Chapter 6: Quest of Survival
Author: Clare Felix
last update2025-09-08 15:18:02

The spate of clean water became a lifeline. Alexander was a one-hour assembly line of dull, repetitive motion: dip, pour, pass cup. Note the desperate, thankful swallow. Again. The initial wave of villagers had been the walkers, those with barely enough energy to limp into the sunlight. They drank and, clutching their bellies as if expecting the familiar, deadly cramps, sat in the shade waiting and watching.

His Active Scan provided a desperate, real-time categorization. With every gulp of water, a patient's condition would flash.

[Status: Severe Dehydration] -> [Status: Moderate Dehydration] [+5 Exp]
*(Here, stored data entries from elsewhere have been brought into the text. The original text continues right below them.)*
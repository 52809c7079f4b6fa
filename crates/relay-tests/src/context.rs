//! End-to-end wiring over in-memory collaborators.

use crate::helpers::{RecordingInitiator, StaticPipelineStore};
use relay_bus::EventDispatcher;
use relay_core::ports::EventListener;
use relay_core::{Event, MetricsRegistry, Pipeline, RequestContext};
use relay_triggers::{Activation, PipelineCache, PipelineCacheConfig, TriggerEventListener};
use std::sync::Arc;
use std::time::Duration;

/// Trigger listener registered on a dispatcher, reading pipelines from a
/// [`StaticPipelineStore`] and starting them on a [`RecordingInitiator`].
pub struct TestHarness {
    pub store: Arc<StaticPipelineStore>,
    pub initiator: Arc<RecordingInitiator>,
    pub cache: Arc<PipelineCache>,
    pub metrics: Arc<MetricsRegistry>,
    pub dispatcher: EventDispatcher,
}

impl TestHarness {
    /// Build the harness and load `pipelines` into the cache.
    pub async fn new(pipelines: Vec<Pipeline>) -> anyhow::Result<Self> {
        Self::with_initiator(pipelines, RecordingInitiator::new()).await
    }

    pub async fn with_initiator(
        pipelines: Vec<Pipeline>,
        initiator: Arc<RecordingInitiator>,
    ) -> anyhow::Result<Self> {
        crate::init_test_logging();

        let store = StaticPipelineStore::new(pipelines);
        let metrics = MetricsRegistry::new();
        let cache = PipelineCache::new(
            store.clone(),
            PipelineCacheConfig::default().with_startup_wait(Duration::from_millis(200)),
            Activation::active(),
            metrics.clone(),
        );
        cache.poll().await;
        cache.await_snapshot(Duration::from_secs(1)).await?;

        let listener =
            TriggerEventListener::with_default_matchers(cache.clone(), initiator.clone(), metrics.clone());
        let dispatcher = EventDispatcher::new();
        dispatcher.register(Arc::new(listener));

        Ok(Self {
            store,
            initiator,
            cache,
            metrics,
            dispatcher,
        })
    }

    /// Register an additional listener alongside the trigger listener.
    pub fn add_listener(&self, listener: Arc<dyn EventListener>) {
        self.dispatcher.register(listener);
    }

    pub fn send(&self, event: Event) -> usize {
        self.dispatcher.dispatch(event, RequestContext::anonymous())
    }

    pub fn send_as(&self, event: Event, ctx: RequestContext) -> usize {
        self.dispatcher.dispatch(event, ctx)
    }

    /// Wait until every dispatched event has been processed. The harness
    /// accepts no further events afterwards.
    pub async fn settle(&self) {
        self.dispatcher.shutdown().await;
    }
}
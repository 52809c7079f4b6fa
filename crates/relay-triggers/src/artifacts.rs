//! Artifact constraint resolution.
//!
//! A trigger may reference expected-artifact definitions declared on its
//! pipeline. The trigger only fires if the event carries at least one artifact
//! satisfying one of those definitions.

use crate::patterns;
use relay_core::{Artifact, ExpectedArtifact, Pipeline, Trigger};

/// `true` if `candidates` satisfy the expected artifacts `trigger` references
/// on `pipeline`. Vacuously true when no referenced definition resolves.
pub fn any_artifacts_satisfy(candidates: &[Artifact], trigger: &Trigger, pipeline: &Pipeline) -> bool {
    let expected: Vec<&ExpectedArtifact> = pipeline
        .expected_artifacts
        .iter()
        .filter(|ea| trigger.expected_artifact_ids.contains(&ea.id))
        .collect();

    if expected.is_empty() {
        return true;
    }

    expected
        .iter()
        .any(|ea| candidates.iter().any(|artifact| artifact_matches(&ea.match_artifact, artifact)))
}

/// Every non-empty field of `pattern` must match the same field of `artifact`.
pub fn artifact_matches(pattern: &Artifact, artifact: &Artifact) -> bool {
    field_matches(pattern.artifact_type.as_deref(), artifact.artifact_type.as_deref())
        && field_matches(pattern.name.as_deref(), artifact.name.as_deref())
        && field_matches(pattern.version.as_deref(), artifact.version.as_deref())
        && field_matches(pattern.location.as_deref(), artifact.location.as_deref())
        && field_matches(pattern.reference.as_deref(), artifact.reference.as_deref())
}

/// Literal equality or a full regex match. Empty patterns match anything.
pub fn field_matches(pattern: Option<&str>, value: Option<&str>) -> bool {
    let pattern = match pattern {
        Some(p) if !p.is_empty() => p,
        _ => return true,
    };
    let Some(value) = value else {
        return false;
    };

    pattern == value || full_match(pattern, value).unwrap_or(false)
}

/// Anchored regex match. `None` if `pattern` does not compile.
pub(crate) fn full_match(pattern: &str, value: &str) -> Option<bool> {
    patterns::anchored(pattern).map(|re| re.is_match(value))
}

#[cfg(test)]
mod tests {
    use super::*;
    use relay_core::TriggerType;

    fn pipeline_expecting(pattern: Artifact) -> Pipeline {
        Pipeline::new("app", "deploy")
            .with_expected_artifacts(vec![ExpectedArtifact::new("ea-1", pattern)])
    }

    fn trigger_referencing(ids: &[&str]) -> Trigger {
        Trigger {
            expected_artifact_ids: ids.iter().map(|s| s.to_string()).collect(),
            ..Trigger::new(TriggerType::Docker)
        }
    }

    #[test]
    fn test_vacuous_without_references() {
        let pipeline = pipeline_expecting(Artifact::new("docker/image", "gcr.io/app"));
        assert!(any_artifacts_satisfy(&[], &trigger_referencing(&[]), &pipeline));
    }

    #[test]
    fn test_vacuous_when_reference_does_not_resolve() {
        let pipeline = pipeline_expecting(Artifact::new("docker/image", "gcr.io/app"));
        assert!(any_artifacts_satisfy(&[], &trigger_referencing(&["unknown"]), &pipeline));
    }

    #[test]
    fn test_requires_a_matching_candidate() {
        let pipeline = pipeline_expecting(Artifact::new("docker/image", "gcr.io/app"));
        let trigger = trigger_referencing(&["ea-1"]);

        assert!(!any_artifacts_satisfy(&[], &trigger, &pipeline));
        assert!(!any_artifacts_satisfy(
            &[Artifact::new("docker/image", "gcr.io/other")],
            &trigger,
            &pipeline
        ));
        assert!(any_artifacts_satisfy(
            &[
                Artifact::new("docker/image", "gcr.io/other"),
                Artifact::new("docker/image", "gcr.io/app").with_version("v1"),
            ],
            &trigger,
            &pipeline
        ));
    }

    #[test]
    fn test_regex_fields() {
        let pattern = Artifact::new("docker/image", "gcr.io/.*").with_version("v\\d+");
        assert!(artifact_matches(
            &pattern,
            &Artifact::new("docker/image", "gcr.io/app").with_version("v12")
        ));
        assert!(!artifact_matches(
            &pattern,
            &Artifact::new("docker/image", "gcr.io/app").with_version("v12-rc")
        ));
    }

    #[test]
    fn test_field_matches() {
        assert!(field_matches(None, None));
        assert!(field_matches(Some(""), Some("anything")));
        assert!(!field_matches(Some("x"), None));
        // invalid regex still matches literally
        assert!(field_matches(Some("a[b"), Some("a[b")));
        assert!(!field_matches(Some("a[b"), Some("ab")));
    }
}
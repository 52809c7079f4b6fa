//! Pipeline configuration store over HTTP.

use crate::config::HttpClientConfig;
use async_trait::async_trait;
use relay_core::ports::PipelineStore;
use relay_core::{Error, Pipeline, Result};
use reqwest::Client;
use serde_json::Value;
use tracing::{debug, warn};

pub struct HttpPipelineStore {
    client: Client,
    config: HttpClientConfig,
}

impl HttpPipelineStore {
    pub fn new(config: HttpClientConfig) -> Result<Self> {
        Ok(Self {
            client: config.build_client()?,
            config,
        })
    }
}

#[async_trait]
impl PipelineStore for HttpPipelineStore {
    async fn list_pipelines(&self) -> Result<Vec<Pipeline>> {
        let mut url = self.config.endpoint("pipelines")?;
        url.query_pairs_mut().append_pair("restricted", "false");

        let res = self
            .client
            .get(url)
            .send()
            .await
            .map_err(|e| Error::Http(e.to_string()))?;

        let status = res.status();
        if !status.is_success() {
            return Err(Error::Store(format!("GET /pipelines returned {}", status)));
        }

        let body = res.bytes().await.map_err(|e| Error::Http(e.to_string()))?;
        let entries: Vec<Value> = serde_json::from_slice(&body)?;
        let pipelines = decode_pipelines(entries);
        debug!(count = pipelines.len(), "Fetched pipelines");
        Ok(pipelines)
    }
}

/// Decodes each entry on its own; a malformed config is logged and skipped.
fn decode_pipelines(entries: Vec<Value>) -> Vec<Pipeline> {
    entries
        .into_iter()
        .enumerate()
        .filter_map(|(index, entry)| {
            let application = entry.get("application").and_then(Value::as_str).map(str::to_owned);
            let name = entry.get("name").and_then(Value::as_str).map(str::to_owned);
            match serde_json::from_value::<Pipeline>(entry) {
                Ok(pipeline) => Some(pipeline),
                Err(e) => {
                    warn!(
                        index,
                        application = application.as_deref().unwrap_or(""),
                        name = name.as_deref().unwrap_or(""),
                        error = %e,
                        "Skipping malformed pipeline config"
                    );
                    None
                }
            }
        })
        .collect()
}
//! Pipeline and trigger value objects.
//!
//! These mirror the configuration documents served by the pipeline store.
//! Both types are immutable once shared: every update goes through a
//! copy-and-override method (`with_*` / `at_*`) returning a new value, so a
//! cached snapshot can be read from many tasks without coordination.
//!
//! Attributes the engine does not interpret (stages, templates, concurrency
//! flags, ...) are kept verbatim in `extra` and written back unchanged.

use crate::artifact::{Artifact, ExpectedArtifact};
use serde::{Deserialize, Serialize};
use serde_json::{Map, Value};
use sha2::{Digest, Sha256};
use std::fmt;
use std::sync::{Arc, Weak};

/// A named, application-scoped delivery workflow definition.
#[derive(Debug, Clone, Serialize, Deserialize)]
#[serde(rename_all = "camelCase")]
pub struct Pipeline {
    #[serde(default, deserialize_with = "crate::de::null_as_default")]
    pub application: String,
    #[serde(default, deserialize_with = "crate::de::null_as_default")]
    pub name: String,
    #[serde(default, skip_serializing_if = "Option::is_none")]
    pub id: Option<String>,
    #[serde(default, deserialize_with = "crate::de::null_as_default")]
    pub disabled: bool,
    #[serde(default, deserialize_with = "crate::de::null_as_default")]
    pub triggers: Vec<Trigger>,
    #[serde(
        default,
        deserialize_with = "crate::de::null_as_default",
        skip_serializing_if = "Vec::is_empty"
    )]
    pub expected_artifacts: Vec<ExpectedArtifact>,
    #[serde(
        default,
        deserialize_with = "crate::de::null_as_default",
        skip_serializing_if = "Vec::is_empty"
    )]
    pub received_artifacts: Vec<Artifact>,
    #[serde(
        default,
        deserialize_with = "crate::de::null_as_default",
        skip_serializing_if = "Vec::is_empty"
    )]
    pub notifications: Vec<Map<String, Value>>,
    /// The resolved trigger. Only set on a matched copy.
    #[serde(default, skip_serializing_if = "Option::is_none")]
    pub trigger: Option<Trigger>,
    #[serde(flatten)]
    pub extra: Map<String, Value>,
}

impl Pipeline {
    pub fn new(application: impl Into<String>, name: impl Into<String>) -> Self {
        Self {
            application: application.into(),
            name: name.into(),
            id: None,
            disabled: false,
            triggers: Vec::new(),
            expected_artifacts: Vec::new(),
            received_artifacts: Vec::new(),
            notifications: Vec::new(),
            trigger: None,
            extra: Map::new(),
        }
    }

    pub fn with_id(&self, id: impl Into<String>) -> Self {
        Self {
            id: Some(id.into()),
            ..self.clone()
        }
    }

    pub fn with_disabled(&self, disabled: bool) -> Self {
        Self {
            disabled,
            ..self.clone()
        }
    }

    pub fn with_triggers(&self, triggers: Vec<Trigger>) -> Self {
        Self {
            triggers,
            ..self.clone()
        }
    }

    pub fn with_expected_artifacts(&self, expected_artifacts: Vec<ExpectedArtifact>) -> Self {
        Self {
            expected_artifacts,
            ..self.clone()
        }
    }

    /// Bind the resolved trigger.
    pub fn with_trigger(&self, trigger: Trigger) -> Self {
        Self {
            trigger: Some(trigger),
            ..self.clone()
        }
    }

    pub fn with_received_artifacts(&self, received_artifacts: Vec<Artifact>) -> Self {
        Self {
            received_artifacts,
            ..self.clone()
        }
    }

    pub fn with_notifications(&self, notifications: Vec<Map<String, Value>>) -> Self {
        Self {
            notifications,
            ..self.clone()
        }
    }

    /// `true` when `name_or_id` names this pipeline or equals its id.
    pub fn is_named(&self, name_or_id: &str) -> bool {
        self.name == name_or_id || self.id.as_deref() == Some(name_or_id)
    }
}

impl fmt::Display for Pipeline {
    fn fmt(&self, f: &mut fmt::Formatter<'_>) -> fmt::Result {
        match &self.id {
            Some(id) => write!(f, "{}:{} ({})", self.application, self.name, id),
            None => write!(f, "{}:{}", self.application, self.name),
        }
    }
}

/// Trigger categories. Unknown categories are carried through as `Other`.
#[derive(Debug, Clone, PartialEq, Eq, Hash, Serialize, Deserialize)]
#[serde(from = "String", into = "String")]
pub enum TriggerType {
    Git,
    Docker,
    Webhook,
    Pubsub,
    Manual,
    Cron,
    Jenkins,
    Other(String),
}

impl TriggerType {
    pub fn as_str(&self) -> &str {
        match self {
            TriggerType::Git => "git",
            TriggerType::Docker => "docker",
            TriggerType::Webhook => "webhook",
            TriggerType::Pubsub => "pubsub",
            TriggerType::Manual => "manual",
            TriggerType::Cron => "cron",
            TriggerType::Jenkins => "jenkins",
            TriggerType::Other(other) => other,
        }
    }
}

impl Default for TriggerType {
    fn default() -> Self {
        TriggerType::Other(String::new())
    }
}

impl From<String> for TriggerType {
    fn from(value: String) -> Self {
        match value.as_str() {
            "git" => TriggerType::Git,
            "docker" => TriggerType::Docker,
            "webhook" => TriggerType::Webhook,
            "pubsub" => TriggerType::Pubsub,
            "manual" => TriggerType::Manual,
            "cron" => TriggerType::Cron,
            "jenkins" => TriggerType::Jenkins,
            _ => TriggerType::Other(value),
        }
    }
}

impl From<&str> for TriggerType {
    fn from(value: &str) -> Self {
        TriggerType::from(value.to_string())
    }
}

impl From<TriggerType> for String {
    fn from(value: TriggerType) -> Self {
        match value {
            TriggerType::Other(other) => other,
            known => known.as_str().to_string(),
        }
    }
}

impl fmt::Display for TriggerType {
    fn fmt(&self, f: &mut fmt::Formatter<'_>) -> fmt::Result {
        f.write_str(self.as_str())
    }
}

/// A configured condition under which a pipeline should start.
///
/// Category-specific configuration lives side by side in one flat record, the
/// way the pipeline store serves it. Fields under "bound at run time" are
/// filled in by the matchers on the copy attached to a matched pipeline.
#[derive(Debug, Clone, Default, Serialize, Deserialize)]
#[serde(rename_all = "camelCase")]
pub struct Trigger {
    #[serde(default, skip_serializing_if = "Option::is_none")]
    pub id: Option<String>,
    #[serde(rename = "type", default, deserialize_with = "crate::de::null_as_default")]
    pub trigger_type: TriggerType,
    #[serde(default, deserialize_with = "crate::de::null_as_default")]
    pub enabled: bool,

    // git
    #[serde(default, skip_serializing_if = "Option::is_none")]
    pub source: Option<String>,
    #[serde(default, skip_serializing_if = "Option::is_none")]
    pub project: Option<String>,
    #[serde(default, skip_serializing_if = "Option::is_none")]
    pub slug: Option<String>,
    #[serde(default, skip_serializing_if = "Option::is_none")]
    pub branch: Option<String>,
    #[serde(default, skip_serializing_if = "Option::is_none")]
    pub secret: Option<String>,

    // jenkins
    #[serde(default, skip_serializing_if = "Option::is_none")]
    pub master: Option<String>,
    #[serde(default, skip_serializing_if = "Option::is_none")]
    pub job: Option<String>,
    #[serde(default, skip_serializing_if = "Option::is_none")]
    pub property_file: Option<String>,

    // cron
    #[serde(default, skip_serializing_if = "Option::is_none")]
    pub cron_expression: Option<String>,

    // pubsub
    #[serde(default, skip_serializing_if = "Option::is_none")]
    pub subscription_name: Option<String>,
    #[serde(default, skip_serializing_if = "Option::is_none")]
    pub pubsub_system: Option<String>,

    // docker
    #[serde(default, skip_serializing_if = "Option::is_none")]
    pub account: Option<String>,
    #[serde(default, skip_serializing_if = "Option::is_none")]
    pub registry: Option<String>,
    #[serde(default, skip_serializing_if = "Option::is_none")]
    pub repository: Option<String>,
    #[serde(default, skip_serializing_if = "Option::is_none")]
    pub tag: Option<String>,

    // webhook / pubsub constraints
    #[serde(default, skip_serializing_if = "Option::is_none")]
    pub payload_constraints: Option<Map<String, Value>>,
    #[serde(default, skip_serializing_if = "Option::is_none")]
    pub attribute_constraints: Option<Map<String, Value>>,

    // pipeline
    #[serde(default, skip_serializing_if = "Option::is_none")]
    pub status: Option<Vec<String>>,
    #[serde(default, skip_serializing_if = "Option::is_none")]
    pub user: Option<String>,

    #[serde(
        default,
        deserialize_with = "crate::de::null_as_default",
        skip_serializing_if = "Vec::is_empty"
    )]
    pub expected_artifact_ids: Vec<String>,
    #[serde(default, skip_serializing_if = "Option::is_none")]
    pub artifact_name: Option<String>,

    // bound at run time
    #[serde(default, skip_serializing_if = "Option::is_none")]
    pub build_number: Option<i64>,
    #[serde(default, skip_serializing_if = "Option::is_none")]
    pub hash: Option<String>,
    #[serde(default, skip_serializing_if = "Option::is_none")]
    pub build_info: Option<Value>,
    #[serde(default, skip_serializing_if = "Option::is_none")]
    pub properties: Option<Value>,
    #[serde(default, skip_serializing_if = "Option::is_none")]
    pub parameters: Option<Map<String, Value>>,
    #[serde(default, skip_serializing_if = "Option::is_none")]
    pub payload: Option<Map<String, Value>>,
    #[serde(default, skip_serializing_if = "Option::is_none")]
    pub run_as_user: Option<String>,
    #[serde(default, skip_serializing_if = "Option::is_none")]
    pub digest: Option<String>,
    #[serde(default, deserialize_with = "crate::de::null_as_default")]
    pub rebake: bool,
    #[serde(default, deserialize_with = "crate::de::null_as_default")]
    pub dry_run: bool,
    #[serde(default, skip_serializing_if = "Option::is_none")]
    pub notifications: Option<Vec<Map<String, Value>>>,
    /// Correlates an execution with the event that started it.
    #[serde(default, skip_serializing_if = "Option::is_none")]
    pub event_id: Option<String>,
    #[serde(default, skip_serializing_if = "Option::is_none")]
    pub last_successful_execution: Option<Value>,
    #[serde(default, skip_serializing_if = "Option::is_none")]
    pub link: Option<String>,
    #[serde(default, skip_serializing_if = "Option::is_none")]
    pub link_text: Option<String>,

    /// Owning pipeline. Relation only; never serialized.
    #[serde(skip)]
    pub parent: Option<Weak<Pipeline>>,

    /// Set by the engine only. Any input value is discarded; the engine's
    /// value is always written.
    #[serde(default, deserialize_with = "crate::de::engine_owned")]
    pub propagate_auth: bool,

    #[serde(flatten)]
    pub extra: Map<String, Value>,
}

impl Trigger {
    pub fn new(trigger_type: impl Into<TriggerType>) -> Self {
        Self {
            trigger_type: trigger_type.into(),
            enabled: true,
            ..Default::default()
        }
    }

    /// The owning pipeline, if it is still alive.
    pub fn parent(&self) -> Option<Arc<Pipeline>> {
        self.parent.as_ref()?.upgrade()
    }

    pub fn is_type(&self, trigger_type: &TriggerType) -> bool {
        &self.trigger_type == trigger_type
    }

    pub fn with_parent(&self, parent: Weak<Pipeline>) -> Self {
        Self {
            parent: Some(parent),
            ..self.clone()
        }
    }

    pub fn with_id(&self, id: impl Into<String>) -> Self {
        Self {
            id: Some(id.into()),
            ..self.clone()
        }
    }

    /// Deterministic identifier derived from the trigger's significant fields
    /// and the identity of its parent pipeline. The current `id` is not part
    /// of the input, so recomputing it is idempotent.
    pub fn fallback_id(&self) -> String {
        self.fallback_id_for(self.parent().as_deref())
    }

    /// [`Trigger::fallback_id`] with an explicit parent, for use while the
    /// parent is still being constructed.
    pub fn fallback_id_for(&self, parent: Option<&Pipeline>) -> String {
        let significant = serde_json::json!({
            "parent": parent.map(|p| (p.application.as_str(), p.name.as_str(), p.id.as_deref())),
            "type": self.trigger_type.as_str(),
            "master": self.master,
            "job": self.job,
            "cronExpression": self.cron_expression,
            "source": self.source,
            "project": self.project,
            "slug": self.slug,
            "account": self.account,
            "repository": self.repository,
            "tag": self.tag,
            "parameters": self.parameters,
            "payloadConstraints": self.payload_constraints,
            "attributeConstraints": self.attribute_constraints,
            "branch": self.branch,
            "runAsUser": self.run_as_user,
            "subscriptionName": self.subscription_name,
            "pubsubSystem": self.pubsub_system,
            "expectedArtifactIds": self.expected_artifact_ids,
            "payload": self.payload,
            "status": self.status,
            "artifactName": self.artifact_name,
            "link": self.link,
            "linkText": self.link_text,
        });

        let mut hasher = Sha256::new();
        hasher.update(significant.to_string().as_bytes());
        let digest = hasher.finalize();
        hex::encode(&digest[..16])
    }

    pub fn at_build_number(&self, build_number: i64) -> Self {
        Self {
            build_number: Some(build_number),
            hash: None,
            tag: None,
            ..self.clone()
        }
    }

    pub fn at_hash(&self, hash: Option<String>) -> Self {
        Self {
            build_number: None,
            hash,
            tag: None,
            ..self.clone()
        }
    }

    pub fn at_branch(&self, branch: Option<String>) -> Self {
        Self {
            build_number: None,
            tag: None,
            branch,
            ..self.clone()
        }
    }

    pub fn at_tag(&self, tag: Option<String>) -> Self {
        Self {
            build_number: None,
            hash: None,
            tag,
            ..self.clone()
        }
    }

    pub fn at_payload(&self, payload: Option<Map<String, Value>>) -> Self {
        Self {
            payload,
            ..self.clone()
        }
    }

    pub fn at_parameters(&self, parameters: Option<Map<String, Value>>) -> Self {
        Self {
            parameters,
            ..self.clone()
        }
    }

    pub fn at_secret(&self, secret: Option<String>) -> Self {
        Self {
            build_number: None,
            hash: None,
            digest: None,
            secret,
            ..self.clone()
        }
    }

    pub fn at_message_description(
        &self,
        subscription_name: Option<String>,
        pubsub_system: Option<String>,
    ) -> Self {
        Self {
            subscription_name,
            pubsub_system,
            ..self.clone()
        }
    }

    pub fn at_event_id(&self, event_id: Option<String>) -> Self {
        Self {
            event_id,
            ..self.clone()
        }
    }

    pub fn at_notifications(&self, notifications: Option<Vec<Map<String, Value>>>) -> Self {
        Self {
            notifications,
            ..self.clone()
        }
    }

    pub fn at_propagate_auth(&self, propagate_auth: bool) -> Self {
        Self {
            propagate_auth,
            ..self.clone()
        }
    }
}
The little warnings were a horrific comfort. Each a step back from the brink. But mere steps. They were not a solution.

The real work, he knew, was in the huts. The ones that hadn't been able to get to the water.

He looked at Leo, who had become his shadow and his second-in-command. The boy was busy pumping water from the well into the bucket and dumping it into the filter's top, his little face set in a look of intense concentration.

"Leo, I want to see the others. The ones who are too sick to move."

The boy's eyes shifted to a hut on the edge of the green, its door closed. "My… my sister. Mama. They are… very bad."

"Take me.".

Leo brought him to the hut. The smell that met Alexander when he opened the door was a familiar, intense flavor of St. Brendan's ward—the sweet smell of infection, the pungent smell of vomit, and over it all, the metallic smell of blood. The air was hot and motionless, thick with flies.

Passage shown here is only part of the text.